Hypopituitarism

Hypopituitarism is a condition when there is a deficiency of a pituitary hormone or hormones. Pituitary hormones are hormones produced by the pituitary gland such as the growth hormone, prolactin, luteinizing hormone, etc. If there are no pituitary hormones, then we talk about panhypopituitarism (pan = all) - the deficiency of all pituitary hormones.

Hypopituitarism can have several causes. There can be a tumour which damages the pituitary, for example, a pituitary adenoma, a common benign tumour in the anterior pituitary typically found in adults. Another possible causes can be brain injury, surgical excision of a tumour in the pituitary (which would damage the pituitary) or radiation of the pituitary. Hypopituitarism can also be a result of pituitary apoplexy, a stroke with sudden bleeding into the pituitary gland, which is often quite severe.

Let’s now take a look at the individual hormones and see what happens if they stop working.

Growth Hormone Deficiency

Somatotropin (growth hormone) has three major effects, it promotes growth, it helps to utilize fat as a source of energy, and it also has a diabetogenic effect. Why is it called diabetogenic? Growth hormone decreases absorption of glucose in skeletal muscle and adipose tissue and it also increases glucose production in the liver. As you can imagine, if the organism does not absorb that much glucose and it actually produces even more, there is a higher glucose concentration in blood. And for that reason, more insulin needs to be secreted. Now, if someone has an actual diabetes, they are, in a way, in a similar situation: they have a high concentration of glucose, which requires more insulin, which they don’t have, or the tissue is resistant to it. Growth hormone creates something similar: the high glucose concentration and the need for more insulin. That's why its effect is called diabetogenic.
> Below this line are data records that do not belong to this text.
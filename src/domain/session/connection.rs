//! Session Context - 连接生命周期状态

use serde::{Deserialize, Serialize};

/// 语音连接状态
///
/// 状态机（由连接监督者独占驱动）:
/// - Disconnected → Connecting（拨号）→ Ready（握手成功，10s 超时）
/// - Ready → Disconnected（网络中断）→ Signalling/Connecting（5s 内恢复）
/// - 恢复失败 → Disconnected，整个会话被拆除
#[derive(Debug, Clone, Copy, PartialEq, Eq, Serialize, Deserialize)]
#[serde(rename_all = "snake_case")]
pub enum ConnectionState {
    /// 未连接
    Disconnected,
    /// 正在拨号/握手
    Connecting,
    /// 已就绪，可以播放与接收音频
    Ready,
    /// 信令协商中（断线恢复的中间态）
    Signalling,
    /// 正在重连
    Reconnecting,
}

impl ConnectionState {
    /// 是否处于可恢复的中间态（断线后 5s 内进入即视为恢复中）
    pub fn is_recovering(&self) -> bool {
        matches!(
            self,
            ConnectionState::Signalling | ConnectionState::Connecting | ConnectionState::Reconnecting
        )
    }

    pub fn as_str(&self) -> &'static str {
        match self {
            ConnectionState::Disconnected => "disconnected",
            ConnectionState::Connecting => "connecting",
            ConnectionState::Ready => "ready",
            ConnectionState::Signalling => "signalling",
            ConnectionState::Reconnecting => "reconnecting",
        }
    }
}

impl std::fmt::Display for ConnectionState {
    fn fmt(&self, f: &mut std::fmt::Formatter<'_>) -> std::fmt::Result {
        write!(f, "{}", self.as_str())
    }
}
//! Notifier Port - 外部通知抽象
//!
//! fire-and-forget，通知失败不影响核心流程

use async_trait::async_trait;

use crate::domain::session::{GroupId, Track};

/// 面向用户的事件通知
#[derive(Debug, Clone)]
pub enum Notice {
    /// 开始播放一首曲目
    NowPlaying { track: Track, pending: usize },
    /// 队列播完
    QueueFinished,
    /// 曲目打开失败，自动跳过
    TrackSkipped { title: String, reason: String },
    /// 连续失败达到上限，播放硬停
    PlaybackHalted { failures: u32 },
}

/// Notifier Port
#[async_trait]
pub trait NotifierPort: Send + Sync {
    async fn notify(&self, group: &GroupId, notice: Notice);
}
So, what happens if there is not enough growth hormone? The patient is not going to be able to grow, there is going to be decreased lean body mass as a result of the organism not being able to utilize fat as a source of energy, and there can a fasting hypoglycemia – low blood glucose levels between meals as the diabetogenic effect is also not going to work.

Luteinizing and Follicle-Stimulating Hormone Deficiency

First, let's review the hormones' effect. The luteinizing hormone stimulates ovulation and testosterone synthesis. The follicle-stimulating hormone is responsible for stimulating sperm maturation, follicular development and estrogen synthesis.
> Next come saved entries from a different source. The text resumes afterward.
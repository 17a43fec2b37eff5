//! Session Context - 播报队列
//!
//! 不变量:
//! - 播报任务严格按入队顺序播放（FIFO）
//! - 任务入队后不可变，播放结束（无论成败）即销毁，从不重试
//! - 同一群组同一时刻最多一个播报在播放（single-flight）

use std::collections::VecDeque;

use super::errors::VoiceError;

/// 播报文本长度上限（字符数）
pub const DEFAULT_TEXT_CAP: usize = 500;

/// 一条待播报的合成语音任务
#[derive(Debug, Clone, PartialEq, Eq)]
pub struct AnnouncementJob {
    text: String,
    language: String,
    slow: bool,
}

impl AnnouncementJob {
    /// 创建播报任务
    ///
    /// 空文本在边界直接拒绝；超长文本截断到 `text_cap` 个字符
    pub fn new(
        text: impl Into<String>,
        language: impl Into<String>,
        slow: bool,
        text_cap: usize,
    ) -> Result<Self, VoiceError> {
        let text: String = text.into();
        if text.trim().is_empty() {
            return Err(VoiceError::EmptyText);
        }
        let text = text.chars().take(text_cap).collect();
        Ok(Self {
            text,
            language: language.into(),
            slow,
        })
    }

    pub fn text(&self) -> &str {
        &self.text
    }

    pub fn language(&self) -> &str {
        &self.language
    }

    pub fn slow(&self) -> bool {
        self.slow
    }
}

/// 播报队列状态
///
/// `playing` 是 single-flight 标志：置位期间 drain 不会弹出新任务，
/// 当前任务终结后由事件驱动清除并继续
#[derive(Debug, Default)]
pub struct AnnouncementQueue {
    jobs: VecDeque<AnnouncementJob>,
    playing: bool,
}

impl AnnouncementQueue {
    pub fn new() -> Self {
        Self::default()
    }

    pub fn push(&mut self, job: AnnouncementJob) {
        self.jobs.push_back(job);
    }

    /// 取出下一个待播任务并置位 single-flight 标志
    ///
    /// 已有任务在播或队列为空时返回 None
    pub fn take_next(&mut self) -> Option<AnnouncementJob> {
        if self.playing {
            return None;
        }
        let job = self.jobs.pop_front()?;
        self.playing = true;
        Some(job)
    }

    /// 当前任务终结（Idle 或出错），清除 single-flight 标志
    pub fn finish_current(&mut self) {
        self.playing = false;
    }

    pub fn is_playing(&self) -> bool {
        self.playing
    }

    pub fn len(&self) -> usize {
        self.jobs.len()
    }

    pub fn is_empty(&self) -> bool {
        self.jobs.is_empty()
    }

    pub fn clear(&mut self) {
        self.jobs.clear();
    }
}

#[cfg(test)]
mod tests {
    use super::*;

    #[test]
    fn test_empty_text_rejected() {
        assert!(matches!(
            AnnouncementJob::new("", "vi", false, DEFAULT_TEXT_CAP),
            Err(VoiceError::EmptyText)
        ));
        assert!(matches!(
            AnnouncementJob::new("   ", "vi", false, DEFAULT_TEXT_CAP),
            Err(VoiceError::EmptyText)
        ));
    }

    #[test]
    fn test_text_truncated_to_cap() {
        let long = "a".repeat(600);
        let job = AnnouncementJob::new(long, "en", false, DEFAULT_TEXT_CAP).unwrap();
        assert_eq!(job.text().chars().count(), 500);
    }

    #[test]
    fn test_truncation_respects_char_boundaries() {
        let text = "你好".repeat(300);
        let job = AnnouncementJob::new(text, "zh", false, DEFAULT_TEXT_CAP).unwrap();
        assert_eq!(job.text().chars().count(), 500);
    }

    #[test]
    fn test_fifo_order_with_single_flight() {
        let mut queue = AnnouncementQueue::new();
        for text in ["one", "two", "three"] {
            queue.push(AnnouncementJob::new(text, "en", false, DEFAULT_TEXT_CAP).unwrap());
        }

        let first = queue.take_next().unwrap();
        assert_eq!(first.text(), "one");
        // 在播期间不会弹出新任务
        assert!(queue.take_next().is_none());

        queue.finish_current();
        assert_eq!(queue.take_next().unwrap().text(), "two");
        queue.finish_current();
        assert_eq!(queue.take_next().unwrap().text(), "three");
        queue.finish_current();
        assert!(queue.take_next().is_none());
    }
}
If the hormones are deficient, new oocytes and follicles cannot develop and female patients are going to suffer from amenorrhea, the absence of menstruation, and infertility. Men are going to suffer from the loss of pubic hair, decreased libido and even impotence.

Prolactin Deficiency

Prolactin which stimulates milk production and also milk secretion during breastfeeding. If there is no prolactin, there will therefore be no lactation.
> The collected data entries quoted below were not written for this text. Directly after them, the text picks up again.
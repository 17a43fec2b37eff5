//! Session Context - 群组语音会话上下文
//!
//! 每个群组同一时刻最多存在一个语音会话。会话内三个独立的音频生产者
//! （语音播报、音乐队列、多人录音）共享同一个连接与独占播放器。
//!
//! 本模块只包含纯状态与状态转移逻辑，所有 I/O 由应用层编排。

mod announcement;
mod connection;
mod errors;
mod music;
mod value_objects;

pub use announcement::{AnnouncementJob, AnnouncementQueue};
pub use connection::ConnectionState;
pub use errors::VoiceError;
pub use music::{Advance, LoopMode, MusicQueueState, QueueSnapshot, SourceKind, Track};
pub use value_objects::{ChannelRef, Credentials, GroupId, SpeakerId};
Adrenocorticotropic Hormone Deficiency

The adrenocorticotropic hormone is responsible for stimulating the synthesis and secretion of adrenal cortical hormones, most importantly cortisol. Cortisol is a glucocorticoid, which means that it stimulates gluconeogenesis, the synthesis of glucose.

If there is a deficiency of the adrenocorticotrop hormone, the patient is going to suffer from hypoglycemia – low blood glucose - and they may lose some weight. Normally, some glucose is converted into fat, but as there is not any cortisol, and the patient suffers from hypoglycemia, there is no glucose to be coverted.

Thyroid-Stimulating Hormone Deficiency

Finally, the thyroid-stimulating hormone stimulates the synthesis and secretion of thyroid hormones. One of the many important effects of thyroid hormones is that they increase heart rate and heart contractility and they also increase the utilization of fat.

With no thyroid-stimulating hormone, there can be no more fat utilization and the patient is going to gain weight. They can also suffer from low blood pressure as the heart rate and contractility cannot be increased.

References:
Costanzo, L. S. (2018). Physiology. Elsevier.
Hammer, G. D., & McPhee, S. J. (2014). Pathophysiology of Disease: An Introduction to Clinical Medicine. McGraw-Hill Education.
Kumar, V., Abbas, A. K., & Aster, J. C. (Eds.). (2015). Robbins and Cotran pathologic basis of disease. Elsevier Saunders.
McCance, K. L., & Huether, S. E. (2019). Pathophysiology: The Biological Basis for Disease in Adults and Children. Elsevier.